> _Aim of the task_
Scan the data beneath this task and copy each line that includes "Cursor".

***** Task inputs

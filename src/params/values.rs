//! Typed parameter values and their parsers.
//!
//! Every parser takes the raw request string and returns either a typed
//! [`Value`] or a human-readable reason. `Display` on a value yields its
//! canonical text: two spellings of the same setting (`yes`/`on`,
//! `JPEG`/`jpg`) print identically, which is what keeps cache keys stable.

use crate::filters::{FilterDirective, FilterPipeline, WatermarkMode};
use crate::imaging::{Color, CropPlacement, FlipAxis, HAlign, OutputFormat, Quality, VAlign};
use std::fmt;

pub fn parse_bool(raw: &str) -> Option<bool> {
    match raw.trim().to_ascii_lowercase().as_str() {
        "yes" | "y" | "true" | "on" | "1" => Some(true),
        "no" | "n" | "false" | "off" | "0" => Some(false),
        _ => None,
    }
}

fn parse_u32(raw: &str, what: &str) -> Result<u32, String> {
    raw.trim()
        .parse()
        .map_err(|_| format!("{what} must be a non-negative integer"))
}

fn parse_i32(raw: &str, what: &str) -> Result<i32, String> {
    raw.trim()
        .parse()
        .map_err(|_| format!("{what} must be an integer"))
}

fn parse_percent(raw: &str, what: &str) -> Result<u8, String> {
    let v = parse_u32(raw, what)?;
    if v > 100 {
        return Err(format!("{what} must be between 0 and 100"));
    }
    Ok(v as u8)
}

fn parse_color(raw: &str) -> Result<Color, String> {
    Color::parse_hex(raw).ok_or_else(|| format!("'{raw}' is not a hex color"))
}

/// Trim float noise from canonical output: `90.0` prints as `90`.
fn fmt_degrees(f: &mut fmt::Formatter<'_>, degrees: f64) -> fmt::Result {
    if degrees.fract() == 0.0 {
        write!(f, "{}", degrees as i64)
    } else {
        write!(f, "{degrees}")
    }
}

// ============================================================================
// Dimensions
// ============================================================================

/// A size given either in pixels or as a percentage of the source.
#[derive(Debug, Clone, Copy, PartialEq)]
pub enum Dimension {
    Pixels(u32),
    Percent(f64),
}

**********
***** Task inputs

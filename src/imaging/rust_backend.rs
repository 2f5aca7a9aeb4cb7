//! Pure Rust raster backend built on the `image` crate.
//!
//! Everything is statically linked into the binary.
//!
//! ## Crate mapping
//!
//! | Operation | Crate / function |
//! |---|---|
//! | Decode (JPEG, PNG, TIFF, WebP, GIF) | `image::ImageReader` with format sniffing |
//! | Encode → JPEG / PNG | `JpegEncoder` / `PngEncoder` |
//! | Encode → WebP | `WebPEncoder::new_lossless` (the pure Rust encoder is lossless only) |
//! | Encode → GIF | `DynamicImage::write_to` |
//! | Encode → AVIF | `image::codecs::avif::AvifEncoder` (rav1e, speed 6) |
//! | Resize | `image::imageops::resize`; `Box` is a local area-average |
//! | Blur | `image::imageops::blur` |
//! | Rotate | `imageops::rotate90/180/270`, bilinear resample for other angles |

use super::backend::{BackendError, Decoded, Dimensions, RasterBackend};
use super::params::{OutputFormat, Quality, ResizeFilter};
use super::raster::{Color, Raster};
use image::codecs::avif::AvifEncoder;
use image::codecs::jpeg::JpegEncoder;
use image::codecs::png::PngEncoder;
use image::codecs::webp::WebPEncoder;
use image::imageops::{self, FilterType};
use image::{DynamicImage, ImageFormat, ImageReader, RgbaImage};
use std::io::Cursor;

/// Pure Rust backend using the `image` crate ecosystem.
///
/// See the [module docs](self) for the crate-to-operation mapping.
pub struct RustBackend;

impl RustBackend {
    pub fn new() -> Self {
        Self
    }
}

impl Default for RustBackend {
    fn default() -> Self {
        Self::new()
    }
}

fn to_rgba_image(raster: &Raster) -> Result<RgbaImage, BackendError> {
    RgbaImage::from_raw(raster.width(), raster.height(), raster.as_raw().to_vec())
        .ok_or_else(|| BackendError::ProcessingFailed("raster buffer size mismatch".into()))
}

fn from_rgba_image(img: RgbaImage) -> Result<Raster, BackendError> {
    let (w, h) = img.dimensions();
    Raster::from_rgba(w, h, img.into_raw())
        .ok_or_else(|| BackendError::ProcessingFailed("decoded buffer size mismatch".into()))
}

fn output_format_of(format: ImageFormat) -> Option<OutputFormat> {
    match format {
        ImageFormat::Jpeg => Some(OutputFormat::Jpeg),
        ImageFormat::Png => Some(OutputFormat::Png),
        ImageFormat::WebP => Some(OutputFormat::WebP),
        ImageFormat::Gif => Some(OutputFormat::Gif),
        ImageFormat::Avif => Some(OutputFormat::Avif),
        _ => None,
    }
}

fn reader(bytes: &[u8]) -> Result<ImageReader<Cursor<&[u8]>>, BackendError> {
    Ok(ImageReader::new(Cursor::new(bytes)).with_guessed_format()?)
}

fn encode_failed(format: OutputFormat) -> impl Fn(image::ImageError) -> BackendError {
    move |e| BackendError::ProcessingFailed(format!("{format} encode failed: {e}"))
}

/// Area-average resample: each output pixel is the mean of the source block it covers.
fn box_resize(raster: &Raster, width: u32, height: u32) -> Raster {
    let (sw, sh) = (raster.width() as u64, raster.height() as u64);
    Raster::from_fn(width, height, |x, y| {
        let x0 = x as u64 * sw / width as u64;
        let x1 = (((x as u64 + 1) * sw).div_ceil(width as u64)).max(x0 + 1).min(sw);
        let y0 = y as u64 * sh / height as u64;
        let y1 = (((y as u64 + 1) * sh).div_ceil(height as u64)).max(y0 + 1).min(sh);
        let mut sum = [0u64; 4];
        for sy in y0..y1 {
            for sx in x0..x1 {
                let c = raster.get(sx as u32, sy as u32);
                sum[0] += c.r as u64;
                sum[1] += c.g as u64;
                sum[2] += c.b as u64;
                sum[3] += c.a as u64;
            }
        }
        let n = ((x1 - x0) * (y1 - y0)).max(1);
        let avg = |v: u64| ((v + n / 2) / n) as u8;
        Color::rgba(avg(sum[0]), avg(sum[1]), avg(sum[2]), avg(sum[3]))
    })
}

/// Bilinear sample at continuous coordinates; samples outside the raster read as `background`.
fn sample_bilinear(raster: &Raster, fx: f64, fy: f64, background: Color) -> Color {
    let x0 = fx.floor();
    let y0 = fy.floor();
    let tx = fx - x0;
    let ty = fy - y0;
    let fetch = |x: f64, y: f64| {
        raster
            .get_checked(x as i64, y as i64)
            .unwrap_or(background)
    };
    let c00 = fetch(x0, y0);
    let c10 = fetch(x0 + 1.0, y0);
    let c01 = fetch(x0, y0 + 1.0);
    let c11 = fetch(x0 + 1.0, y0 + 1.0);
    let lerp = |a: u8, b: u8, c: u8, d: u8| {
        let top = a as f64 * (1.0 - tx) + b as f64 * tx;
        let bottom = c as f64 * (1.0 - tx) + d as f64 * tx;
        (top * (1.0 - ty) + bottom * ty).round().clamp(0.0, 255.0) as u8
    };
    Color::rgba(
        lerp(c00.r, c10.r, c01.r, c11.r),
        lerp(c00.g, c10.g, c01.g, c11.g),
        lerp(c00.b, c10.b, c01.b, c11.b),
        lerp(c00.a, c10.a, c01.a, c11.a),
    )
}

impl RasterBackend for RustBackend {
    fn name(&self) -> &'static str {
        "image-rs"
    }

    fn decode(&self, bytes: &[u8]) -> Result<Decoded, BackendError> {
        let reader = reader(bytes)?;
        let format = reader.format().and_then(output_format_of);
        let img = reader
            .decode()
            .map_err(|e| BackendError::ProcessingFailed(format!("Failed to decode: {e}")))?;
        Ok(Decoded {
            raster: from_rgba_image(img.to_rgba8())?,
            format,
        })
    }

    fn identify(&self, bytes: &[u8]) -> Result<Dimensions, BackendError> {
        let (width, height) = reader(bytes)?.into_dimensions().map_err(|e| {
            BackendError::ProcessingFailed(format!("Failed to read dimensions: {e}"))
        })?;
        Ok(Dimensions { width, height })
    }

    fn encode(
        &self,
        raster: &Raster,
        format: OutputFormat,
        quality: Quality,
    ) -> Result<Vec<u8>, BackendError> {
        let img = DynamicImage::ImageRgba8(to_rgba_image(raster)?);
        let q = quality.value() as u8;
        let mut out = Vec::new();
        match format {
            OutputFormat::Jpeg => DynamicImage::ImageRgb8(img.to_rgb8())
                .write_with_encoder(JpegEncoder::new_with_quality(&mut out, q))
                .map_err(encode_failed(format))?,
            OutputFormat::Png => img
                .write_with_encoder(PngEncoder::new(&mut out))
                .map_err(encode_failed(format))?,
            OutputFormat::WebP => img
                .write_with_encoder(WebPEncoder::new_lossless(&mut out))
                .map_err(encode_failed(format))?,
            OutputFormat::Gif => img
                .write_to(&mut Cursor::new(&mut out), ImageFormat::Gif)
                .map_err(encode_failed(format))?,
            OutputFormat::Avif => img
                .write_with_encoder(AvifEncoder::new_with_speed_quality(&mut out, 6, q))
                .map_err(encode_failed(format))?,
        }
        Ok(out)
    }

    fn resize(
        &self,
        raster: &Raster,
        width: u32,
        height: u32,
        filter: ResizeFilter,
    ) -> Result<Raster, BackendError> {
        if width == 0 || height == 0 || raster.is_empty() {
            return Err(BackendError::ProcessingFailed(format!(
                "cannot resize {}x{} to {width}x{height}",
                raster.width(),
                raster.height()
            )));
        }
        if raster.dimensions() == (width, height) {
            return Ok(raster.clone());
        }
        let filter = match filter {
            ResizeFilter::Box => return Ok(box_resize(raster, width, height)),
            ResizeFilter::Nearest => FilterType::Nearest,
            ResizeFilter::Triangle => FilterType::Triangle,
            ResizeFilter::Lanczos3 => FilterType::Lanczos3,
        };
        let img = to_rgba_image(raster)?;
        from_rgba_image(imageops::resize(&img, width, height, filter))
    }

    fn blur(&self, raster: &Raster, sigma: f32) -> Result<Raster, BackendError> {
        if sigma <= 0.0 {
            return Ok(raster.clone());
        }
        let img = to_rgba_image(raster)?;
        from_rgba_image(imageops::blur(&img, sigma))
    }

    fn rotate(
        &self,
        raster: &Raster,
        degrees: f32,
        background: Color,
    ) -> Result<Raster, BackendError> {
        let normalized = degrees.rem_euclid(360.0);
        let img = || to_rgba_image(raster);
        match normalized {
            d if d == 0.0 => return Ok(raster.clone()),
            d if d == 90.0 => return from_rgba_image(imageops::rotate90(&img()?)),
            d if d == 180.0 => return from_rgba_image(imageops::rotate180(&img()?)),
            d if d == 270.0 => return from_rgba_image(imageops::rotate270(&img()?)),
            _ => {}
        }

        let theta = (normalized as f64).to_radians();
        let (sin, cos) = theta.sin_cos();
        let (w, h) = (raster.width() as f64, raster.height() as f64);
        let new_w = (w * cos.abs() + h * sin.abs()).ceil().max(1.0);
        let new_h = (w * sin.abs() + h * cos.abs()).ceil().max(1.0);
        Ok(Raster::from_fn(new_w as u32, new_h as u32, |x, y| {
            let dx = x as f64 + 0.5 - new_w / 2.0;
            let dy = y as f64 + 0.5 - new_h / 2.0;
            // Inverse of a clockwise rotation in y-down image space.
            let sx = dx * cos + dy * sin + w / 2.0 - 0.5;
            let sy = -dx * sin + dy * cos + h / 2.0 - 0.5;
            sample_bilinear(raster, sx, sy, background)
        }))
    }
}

**********

> _Response area_
use std::io::Cursor;
fn reader(bytes: &[u8]) -> Result<ImageReader<Cursor<&[u8]>>, BackendError> {
    Ok(ImageReader::new(Cursor::new(bytes)).with_guessed_format()?)
                .write_to(&mut Cursor::new(&mut out), ImageFormat::Gif)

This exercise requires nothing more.